TASK INPUTS:

↓↓↓

use clap::{
    ArgAction, CommandFactory, Parser, Subcommand,
    builder::{
        Styles,
        styling::{AnsiColor, Effects},
    },
};
use clap_complete::{Shell, generate};
use tracing_subscriber::{EnvFilter, layer::SubscriberExt, util::SubscriberInitExt};

use tidlcli::{
    cli::{self, ArtistView},
    config, error,
    tidal::FavoriteKind,
};

fn styles() -> Styles {
    Styles::styled()
        .header(AnsiColor::White.on_default() | Effects::BOLD)
        .usage(AnsiColor::White.on_default() | Effects::BOLD)
        .literal(AnsiColor::BrightBlue.on_default())
        .placeholder(AnsiColor::BrightGreen.on_default())
}

#[derive(Parser, Debug, Clone)]
#[clap(
  version = env!("CARGO_PKG_VERSION"),
  name=env!("CARGO_PKG_NAME"),
  bin_name=env!("CARGO_PKG_NAME"),
  about=env!("CARGO_PKG_DESCRIPTION"),
  styles=styles(),
)]
struct Cli {
    /// Increase log verbosity (-v info, -vv debug, -vvv trace)
    #[clap(short, long, action = ArgAction::Count, global = true)]
    verbose: u8,

    #[clap(subcommand)]
    command: Command,
}

#[derive(Subcommand, Debug, Clone)]
pub enum Command {
    /// Authorize this device with your TIDAL account
    Login,

    /// Log out and remove the stored credentials
    Logout,

    /// Show the logged-in user
    Whoami,

    /// Show a track
    Track(TrackOptions),

    /// Show an album and its tracks
    Album(CatalogueOptions),

    /// Show an artist
    Artist(ArtistOptions),

    /// Show the tracks of a mix, or list your mixes
    Mix(MixOptions),

    /// Show or edit playlists
    Playlist(PlaylistOptions),

    /// Search the catalogue
    Search(SearchOptions),

    /// Print the stream URLs of a track or video
    Stream(StreamOptions),

    /// List, add or remove favorites
    Favorites(FavoritesOptions),

    /// Get shell completions
    Completions(CompletionsOption),
}

#[derive(Parser, Debug, Clone)]
pub struct CatalogueOptions {
    id: u64,

    /// Use the client id only, without a stored login
    #[clap(long)]
    demo: bool,
}

#[derive(Parser, Debug, Clone)]
pub struct TrackOptions {
    id: u64,

    /// Also list contributors
    #[clap(long)]
    contributors: bool,

    /// Also list credits
    #[clap(long)]
    credits: bool,

    #[clap(long)]
    demo: bool,
}

#[derive(Parser, Debug, Clone)]
pub struct ArtistOptions {
    id: u64,

    /// Listing shown below the artist
    #[clap(long, value_enum, default_value_t = ArtistView::Top)]
    view: ArtistView,

    #[clap(long)]
    demo: bool,
}

#[derive(Parser, Debug, Clone)]
pub struct MixOptions {
    /// Mix to show; omit to list your own mixes
    id: Option<String>,

    #[clap(long)]
    demo: bool,
}

#[derive(Parser, Debug, Clone)]
#[command(
    about = "Show or edit playlists",
    args_conflicts_with_subcommands = true // disallow mixing a uuid with edit subcommands
)]
pub struct PlaylistOptions {
    /// Playlist uuid; lists your playlists when omitted
    uuid: Option<String>,

    #[clap(long)]
    demo: bool,

    #[command(subcommand)]
    command: Option<PlaylistSubcommand>,
}

#[derive(Subcommand, Debug, Clone)]
pub enum PlaylistSubcommand {
    /// Create a playlist
    Create {
        title: String,
        #[clap(long, default_value = "")]
        description: String,
    },
    /// Delete a playlist
    Delete { uuid: String },
    /// Append tracks to a playlist
    Add {
        uuid: String,
        #[clap(required = true, num_args = 1..)]
        track_ids: Vec<u64>,
        /// Add tracks that are already in the playlist
        #[clap(long)]
        allow_duplicates: bool,
    },
    /// Remove the entry at an index
    Remove { uuid: String, index: u64 },
    /// Move an entry to another index
    Move { uuid: String, index: u64, to: u64 },
}

#[derive(Parser, Debug, Clone)]
pub struct SearchOptions {
    term: String,

    /// Results per kind
    #[clap(long, default_value_t = 10)]
    limit: u64,

    #[clap(long)]
    demo: bool,
}

#[derive(Parser, Debug, Clone)]
pub struct StreamOptions {
    id: u64,

    /// The id is a video id
    #[clap(long)]
    video: bool,
}

#[derive(Parser, Debug, Clone)]
pub struct FavoritesOptions {
    /// albums, artists, tracks, videos or playlists
    kind: FavoriteKind,

    /// Add ids to the favorites; can be repeated
    #[clap(long, action = ArgAction::Append, conflicts_with = "remove")]
    add: Vec<String>,

    /// Remove an id from the favorites
    #[clap(long)]
    remove: Option<String>,
}

#[derive(Parser, Debug, Clone)]
pub struct CompletionsOption {
    shell: Shell,
}

fn init_tracing(verbose: u8) {
    let level = match verbose {
        0 => "warn",
        1 => "info",
        2 => "debug",
        _ => "trace",
    };

    tracing_subscriber::registry()
        .with(
            EnvFilter::try_from_default_env()
                .unwrap_or_else(|_| format!("tidlcli={}", level).into()),
        )
        .with(tracing_subscriber::fmt::layer().with_writer(std::io::stderr))
        .init();
}

#[tokio::main]
async fn main() {
    let cli = Cli::parse();
    init_tracing(cli.verbose);

    if let Err(e) = config::load_env().await {
        error!("Cannot load environment. Err: {}", e);
    }

    match cli.command {
        Command::Login => cli::login().await,
        Command::Logout => cli::logout().await,
        Command::Whoami => cli::whoami().await,
        Command::Track(opt) => cli::track(opt.id, opt.contributors, opt.credits, opt.demo).await,
        Command::Album(opt) => cli::album(opt.id, opt.demo).await,
        Command::Artist(opt) => cli::artist(opt.id, opt.view, opt.demo).await,
        Command::Mix(opt) => cli::mix(opt.id, opt.demo).await,

        Command::Playlist(opt) => match opt.command {
            Some(PlaylistSubcommand::Create { title, description }) => {
                cli::playlist_create(title, description).await
            }
            Some(PlaylistSubcommand::Delete { uuid }) => cli::playlist_delete(uuid).await,
            Some(PlaylistSubcommand::Add {
                uuid,
                track_ids,
                allow_duplicates,
            }) => cli::playlist_add(uuid, track_ids, allow_duplicates).await,
            Some(PlaylistSubcommand::Remove { uuid, index }) => cli::playlist_remove(uuid, index).await,
            Some(PlaylistSubcommand::Move { uuid, index, to }) => {
                cli::playlist_move(uuid, index, to).await
            }
            None => cli::playlist(opt.uuid, opt.demo).await,
        },

        Command::Search(opt) => cli::search(opt.term, opt.limit, opt.demo).await,
        Command::Stream(opt) => cli::stream(opt.id, opt.video).await,
        Command::Favorites(opt) => cli::favorites(opt.kind, opt.add, opt.remove).await,
        Command::Completions(opt) => {
            let mut cmd = Cli::command();
            let name = cmd.get_name().to_string();
            generate(opt.shell, &mut cmd, name, &mut std::io::stdout())
        }
    }
}
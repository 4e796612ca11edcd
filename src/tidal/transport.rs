use std::{fmt, time::Duration};

use async_trait::async_trait;
use reqwest::Client;
use tracing::{debug, trace};

use crate::error::{Error, Result};

#[derive(Debug, Clone, Copy, PartialEq, Eq)]
pub enum Method {
    Get,
    Post,
    Delete,
    Head,
}

impl fmt::Display for Method {
    fn fmt(&self, f: &mut fmt::Formatter<'_>) -> fmt::Result {
        let name = match self {
            Method::Get => "GET",
            Method::Post => "POST",
            Method::Delete => "DELETE",
            Method::Head => "HEAD",
        };
        f.write_str(name)
    }
}

/// A request handed to a [`Transport`].
///
/// Query parameters and form fields are kept as plain pairs; percent-encoding
/// is the transport's job.
#[derive(Debug, Clone, PartialEq, Eq)]
pub struct Request {
    pub method: Method,
    pub url: String,
    pub query: Vec<(String, String)>,
    pub form: Option<Vec<(String, String)>>,
    pub headers: Vec<(String, String)>,
    pub basic_auth: Option<(String, String)>,
}

impl Request {
    pub fn new(method: Method, url: impl Into<String>) -> Self {
        Request {
            method,
            url: url.into(),
            query: Vec::new(),
            form: None,
            headers: Vec::new(),
            basic_auth: None,
        }
    }

    pub fn get(url: impl Into<String>) -> Self {
        Self::new(Method::Get, url)
    }

    pub fn post(url: impl Into<String>) -> Self {
        Self::new(Method::Post, url)
    }

    pub fn delete(url: impl Into<String>) -> Self {
        Self::new(Method::Delete, url)
    }

    pub fn head(url: impl Into<String>) -> Self {
        Self::new(Method::Head, url)
    }

    pub fn query(mut self, key: &str, value: impl ToString) -> Self {
        self.query.push((key.to_string(), value.to_string()));
        self
    }

    pub fn form(mut self, key: &str, value: impl ToString) -> Self {
        self.form
            .get_or_insert_with(Vec::new)
            .push((key.to_string(), value.to_string()));
        self
    }

    pub fn header(mut self, name: &str, value: impl ToString) -> Self {
        self.headers.push((name.to_string(), value.to_string()));
        self
    }

    pub fn basic_auth(mut self, username: &str, password: &str) -> Self {
        self.basic_auth = Some((username.to_string(), password.to_string()));
        self
    }

    pub fn query_value(&self, key: &str) -> Option<&str> {
        self.query
            .iter()
            .find(|(k, _)| k == key)
            .map(|(_, v)| v.as_str())
    }

    pub fn form_value(&self, key: &str) -> Option<&str> {
        self.form
            .as_ref()?
            .iter()
            .find(|(k, _)| k == key)
            .map(|(_, v)| v.as_str())
    }

    pub fn header_value(&self, name: &str) -> Option<&str> {
        self.headers
            .iter()
            .find(|(k, _)| k.eq_ignore_ascii_case(name))
            .map(|(_, v)| v.as_str())
    }
}

/// Outcome of a completed HTTP exchange.
#[derive(Debug, Clone, Default, PartialEq, Eq)]
pub struct RawResponse {
    pub status: u16,
    pub body: Vec<u8>,
    pub headers: Vec<(String, String)>,
}

impl RawResponse {
    pub fn new(status: u16, body: impl Into<Vec<u8>>) -> Self {
        RawResponse {
            status,
            body: body.into(),
            headers: Vec::new(),
        }
    }

    pub fn with_header(mut self, name: &str, value: &str) -> Self {
        self.headers.push((name.to_string(), value.to_string()));
        self
    }

    pub fn header(&self, name: &str) -> Option<&str> {
        self.headers
            .iter()
            .find(|(k, _)| k.eq_ignore_ascii_case(name))
            .map(|(_, v)| v.as_str())
    }

    /// Headers rendered as a raw `Name: value` block, one per line.
    pub fn header_bytes(&self) -> Vec<u8> {
        let mut block = Vec::new();
        for (name, value) in &self.headers {
            block.extend_from_slice(name.as_bytes());
            block.extend_from_slice(b": ");
            block.extend_from_slice(value.as_bytes());
            block.extend_from_slice(b"\r\n");
        }
        block
    }
}

/// Executes HTTP requests. The only way the client reaches the network.
#[async_trait]
pub trait Transport: Send + Sync {
    /// Performs one exchange. `Err` means no HTTP exchange completed.
    async fn perform(&self, request: Request) -> Result<RawResponse>;
}

/// [`Transport`] backed by a shared `reqwest` client.
pub struct HttpTransport {
    client: Client,
}

impl HttpTransport {
    pub fn new(timeout: Duration) -> Result<Self> {
        let client = Client::builder()
            .timeout(timeout)
            .user_agent(concat!(env!("CARGO_PKG_NAME"), "/", env!("CARGO_PKG_VERSION")))
            .build()
            .map_err(|e| Error::Transport(e.to_string()))?;
        Ok(HttpTransport { client })
    }

    pub fn with_client(client: Client) -> Self {
        HttpTransport { client }
    }
}

#[async_trait]
impl Transport for HttpTransport {
    async fn perform(&self, request: Request) -> Result<RawResponse> {
        debug!(method = %request.method, url = %request.url, "sending request");

        let mut builder = match request.method {
            Method::Get => self.client.get(&request.url),
            Method::Post => self.client.post(&request.url),
            Method::Delete => self.client.delete(&request.url),
            Method::Head => self.client.head(&request.url),
        };

        if !request.query.is_empty() {
            builder = builder.query(&request.query);
        }
        if let Some(form) = &request.form {
            builder = builder.form(form);
        }
        for (name, value) in &request.headers {
            builder = builder.header(name.as_str(), value.as_str());
        }
        if let Some((username, password)) = &request.basic_auth {
            builder = builder.basic_auth(username, Some(password));
        }

        let response = builder.send().await?;

        let status = response.status().as_u16();
        let headers = response
            .headers()
            .iter()
            .map(|(name, value)| {
                (
                    name.as_str().to_string(),
                    String::from_utf8_lossy(value.as_bytes()).into_owned(),
                )
            })
            .collect();
        let body = response.bytes().await?.to_vec();

        trace!(status, bytes = body.len(), "received response");

        Ok(RawResponse {
            status,
            body,
            headers,
        })
    }
}
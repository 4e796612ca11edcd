pub mod albums;
pub mod artists;
pub mod auth;
pub mod favorites;
pub mod mixes;
pub mod playlists;
pub mod search;
pub mod tracks;
pub mod users;
pub mod videos;

mod fetch;
mod session;
mod status;
mod transport;

pub use favorites::FavoriteKind;
pub use playlists::OnDuplicates;
pub use session::{Session, SessionConfig, SessionState};
pub use status::{DomainStatus, ErrorBody, Outcome, RequestContext, classify, describe};
pub use transport::{HttpTransport, Method, RawResponse, Request, Transport};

↑↑↑

INSTRUCTIONS TO FOLLOW: Give back, exactly as written, the stretch from the line with "or remove favorites" through the line with "Delete a playlist", and no other lines from the records above.

WRITTEN ANSWER:
    /// List, add or remove favorites
    Favorites(FavoritesOptions),

    /// Get shell completions
    Completions(CompletionsOption),
}

#[derive(Parser, Debug, Clone)]
pub struct CatalogueOptions {
    id: u64,

    /// Use the client id only, without a stored login
    #[clap(long)]
    demo: bool,
}

#[derive(Parser, Debug, Clone)]
pub struct TrackOptions {
    id: u64,

    /// Also list contributors
    #[clap(long)]
    contributors: bool,

    /// Also list credits
    #[clap(long)]
    credits: bool,

    #[clap(long)]
    demo: bool,
}

#[derive(Parser, Debug, Clone)]
pub struct ArtistOptions {
    id: u64,

    /// Listing shown below the artist
    #[clap(long, value_enum, default_value_t = ArtistView::Top)]
    view: ArtistView,

    #[clap(long)]
    demo: bool,
}

#[derive(Parser, Debug, Clone)]
pub struct MixOptions {
    /// Mix to show; omit to list your own mixes
    id: Option<String>,

    #[clap(long)]
    demo: bool,
}

#[derive(Parser, Debug, Clone)]
#[command(
    about = "Show or edit playlists",
    args_conflicts_with_subcommands = true // disallow mixing a uuid with edit subcommands
)]
pub struct PlaylistOptions {
    /// Playlist uuid; lists your playlists when omitted
    uuid: Option<String>,

    #[clap(long)]
    demo: bool,

    #[command(subcommand)]
    command: Option<PlaylistSubcommand>,
}

#[derive(Subcommand, Debug, Clone)]
pub enum PlaylistSubcommand {
    /// Create a playlist
    Create {
        title: String,
        #[clap(long, default_value = "")]
        description: String,
    },
    /// Delete a playlist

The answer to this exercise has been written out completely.